(Collected data)
== == ==

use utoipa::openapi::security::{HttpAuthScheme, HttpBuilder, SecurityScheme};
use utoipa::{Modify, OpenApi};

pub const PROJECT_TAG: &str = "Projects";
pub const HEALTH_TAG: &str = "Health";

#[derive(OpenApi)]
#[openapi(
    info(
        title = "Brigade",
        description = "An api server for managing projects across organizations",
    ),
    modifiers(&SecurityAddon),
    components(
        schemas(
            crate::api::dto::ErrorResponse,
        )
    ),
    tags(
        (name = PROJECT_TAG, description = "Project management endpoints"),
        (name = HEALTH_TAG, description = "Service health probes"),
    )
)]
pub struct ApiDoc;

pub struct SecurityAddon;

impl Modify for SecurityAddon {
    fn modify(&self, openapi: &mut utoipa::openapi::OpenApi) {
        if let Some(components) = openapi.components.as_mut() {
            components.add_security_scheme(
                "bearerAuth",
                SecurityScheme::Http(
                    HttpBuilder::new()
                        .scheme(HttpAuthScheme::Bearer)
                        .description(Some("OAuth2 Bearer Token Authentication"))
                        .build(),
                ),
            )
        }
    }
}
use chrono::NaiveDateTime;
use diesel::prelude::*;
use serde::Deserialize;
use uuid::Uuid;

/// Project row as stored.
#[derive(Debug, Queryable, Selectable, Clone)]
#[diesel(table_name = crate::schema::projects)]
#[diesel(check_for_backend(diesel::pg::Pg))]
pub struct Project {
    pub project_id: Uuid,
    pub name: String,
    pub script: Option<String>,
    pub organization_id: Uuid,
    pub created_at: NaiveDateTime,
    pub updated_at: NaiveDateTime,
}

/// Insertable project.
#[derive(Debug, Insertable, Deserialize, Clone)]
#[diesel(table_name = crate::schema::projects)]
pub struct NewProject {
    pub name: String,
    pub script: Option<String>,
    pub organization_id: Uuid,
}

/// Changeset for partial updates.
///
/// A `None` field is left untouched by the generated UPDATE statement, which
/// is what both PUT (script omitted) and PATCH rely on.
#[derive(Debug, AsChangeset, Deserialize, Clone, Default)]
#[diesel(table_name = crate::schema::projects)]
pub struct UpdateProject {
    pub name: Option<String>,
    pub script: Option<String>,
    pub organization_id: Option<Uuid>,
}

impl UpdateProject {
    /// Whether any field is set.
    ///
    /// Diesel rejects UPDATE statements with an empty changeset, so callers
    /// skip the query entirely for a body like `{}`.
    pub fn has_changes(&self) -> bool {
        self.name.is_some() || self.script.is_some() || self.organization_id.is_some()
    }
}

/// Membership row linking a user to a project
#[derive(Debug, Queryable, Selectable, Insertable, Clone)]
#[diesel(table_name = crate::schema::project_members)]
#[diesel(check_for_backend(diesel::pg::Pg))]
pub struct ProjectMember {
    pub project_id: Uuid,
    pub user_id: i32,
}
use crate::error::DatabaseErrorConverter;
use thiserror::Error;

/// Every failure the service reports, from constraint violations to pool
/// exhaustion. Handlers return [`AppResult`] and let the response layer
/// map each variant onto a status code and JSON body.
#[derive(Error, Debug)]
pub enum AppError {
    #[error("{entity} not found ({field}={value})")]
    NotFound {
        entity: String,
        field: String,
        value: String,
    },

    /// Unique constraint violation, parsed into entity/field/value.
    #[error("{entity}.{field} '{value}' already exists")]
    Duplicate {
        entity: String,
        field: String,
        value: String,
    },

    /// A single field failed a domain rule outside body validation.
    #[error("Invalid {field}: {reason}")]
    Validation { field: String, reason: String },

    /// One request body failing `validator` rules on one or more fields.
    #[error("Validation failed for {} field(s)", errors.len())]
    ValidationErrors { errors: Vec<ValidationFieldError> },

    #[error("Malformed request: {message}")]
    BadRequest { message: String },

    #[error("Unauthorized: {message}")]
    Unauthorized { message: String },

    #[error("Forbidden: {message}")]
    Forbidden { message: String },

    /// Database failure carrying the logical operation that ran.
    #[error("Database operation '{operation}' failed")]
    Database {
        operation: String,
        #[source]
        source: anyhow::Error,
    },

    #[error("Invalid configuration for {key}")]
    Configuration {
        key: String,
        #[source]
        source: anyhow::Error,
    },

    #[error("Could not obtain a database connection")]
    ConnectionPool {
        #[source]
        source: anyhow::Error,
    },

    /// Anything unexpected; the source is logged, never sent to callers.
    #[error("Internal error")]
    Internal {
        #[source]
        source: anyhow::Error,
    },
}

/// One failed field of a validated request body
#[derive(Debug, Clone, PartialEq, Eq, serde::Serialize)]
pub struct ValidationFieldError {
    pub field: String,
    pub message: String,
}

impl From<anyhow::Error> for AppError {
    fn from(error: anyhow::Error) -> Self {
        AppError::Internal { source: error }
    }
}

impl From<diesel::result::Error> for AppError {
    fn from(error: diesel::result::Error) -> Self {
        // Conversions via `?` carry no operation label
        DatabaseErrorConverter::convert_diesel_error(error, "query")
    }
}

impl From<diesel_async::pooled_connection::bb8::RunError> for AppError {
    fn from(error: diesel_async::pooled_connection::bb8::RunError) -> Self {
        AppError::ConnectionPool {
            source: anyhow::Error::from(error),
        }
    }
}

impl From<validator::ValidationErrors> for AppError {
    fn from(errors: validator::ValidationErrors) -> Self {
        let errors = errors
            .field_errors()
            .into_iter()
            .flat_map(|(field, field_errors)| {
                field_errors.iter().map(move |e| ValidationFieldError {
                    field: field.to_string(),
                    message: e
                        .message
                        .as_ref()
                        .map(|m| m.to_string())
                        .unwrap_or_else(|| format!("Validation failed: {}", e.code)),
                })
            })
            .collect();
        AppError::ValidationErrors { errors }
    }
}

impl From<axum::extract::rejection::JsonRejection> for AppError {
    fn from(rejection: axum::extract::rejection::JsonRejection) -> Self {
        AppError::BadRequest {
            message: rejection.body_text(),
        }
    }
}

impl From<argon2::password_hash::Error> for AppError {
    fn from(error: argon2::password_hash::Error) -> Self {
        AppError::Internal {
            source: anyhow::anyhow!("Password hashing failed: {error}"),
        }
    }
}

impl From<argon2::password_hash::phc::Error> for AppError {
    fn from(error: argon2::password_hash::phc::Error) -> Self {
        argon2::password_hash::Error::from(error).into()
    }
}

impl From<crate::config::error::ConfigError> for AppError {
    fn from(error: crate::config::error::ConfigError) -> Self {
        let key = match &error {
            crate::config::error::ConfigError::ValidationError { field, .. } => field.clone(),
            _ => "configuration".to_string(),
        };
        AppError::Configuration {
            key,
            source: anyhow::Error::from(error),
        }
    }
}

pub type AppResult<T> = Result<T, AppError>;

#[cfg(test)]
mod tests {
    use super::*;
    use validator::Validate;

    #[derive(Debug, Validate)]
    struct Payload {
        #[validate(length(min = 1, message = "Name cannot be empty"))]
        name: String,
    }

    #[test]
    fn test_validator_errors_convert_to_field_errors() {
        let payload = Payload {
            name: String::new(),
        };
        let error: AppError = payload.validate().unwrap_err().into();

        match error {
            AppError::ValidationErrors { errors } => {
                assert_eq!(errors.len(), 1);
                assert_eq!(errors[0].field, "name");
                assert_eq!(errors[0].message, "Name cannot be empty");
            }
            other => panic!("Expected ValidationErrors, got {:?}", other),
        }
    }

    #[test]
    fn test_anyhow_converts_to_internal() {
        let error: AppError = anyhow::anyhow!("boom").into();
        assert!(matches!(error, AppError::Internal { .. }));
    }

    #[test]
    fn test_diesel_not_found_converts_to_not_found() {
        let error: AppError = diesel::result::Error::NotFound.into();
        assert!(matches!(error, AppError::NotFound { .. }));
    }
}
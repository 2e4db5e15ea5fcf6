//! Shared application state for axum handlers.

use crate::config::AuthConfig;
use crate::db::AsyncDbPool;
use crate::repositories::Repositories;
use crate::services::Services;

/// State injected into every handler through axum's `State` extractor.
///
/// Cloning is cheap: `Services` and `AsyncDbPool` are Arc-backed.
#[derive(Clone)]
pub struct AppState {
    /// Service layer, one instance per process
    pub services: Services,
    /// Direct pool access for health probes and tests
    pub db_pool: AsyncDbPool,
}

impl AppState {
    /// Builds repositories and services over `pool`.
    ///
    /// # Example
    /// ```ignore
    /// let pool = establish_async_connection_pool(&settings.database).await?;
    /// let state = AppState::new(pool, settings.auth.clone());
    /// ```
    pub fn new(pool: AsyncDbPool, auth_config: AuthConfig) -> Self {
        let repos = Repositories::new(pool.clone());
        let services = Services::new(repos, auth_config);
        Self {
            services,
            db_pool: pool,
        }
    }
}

== == ==

§ ACTION ITEM: Go through the lines above and tally those with the string "Unauthorized". The total is all that is needed.

§ ANSWER TO THIS EXERCISE: 2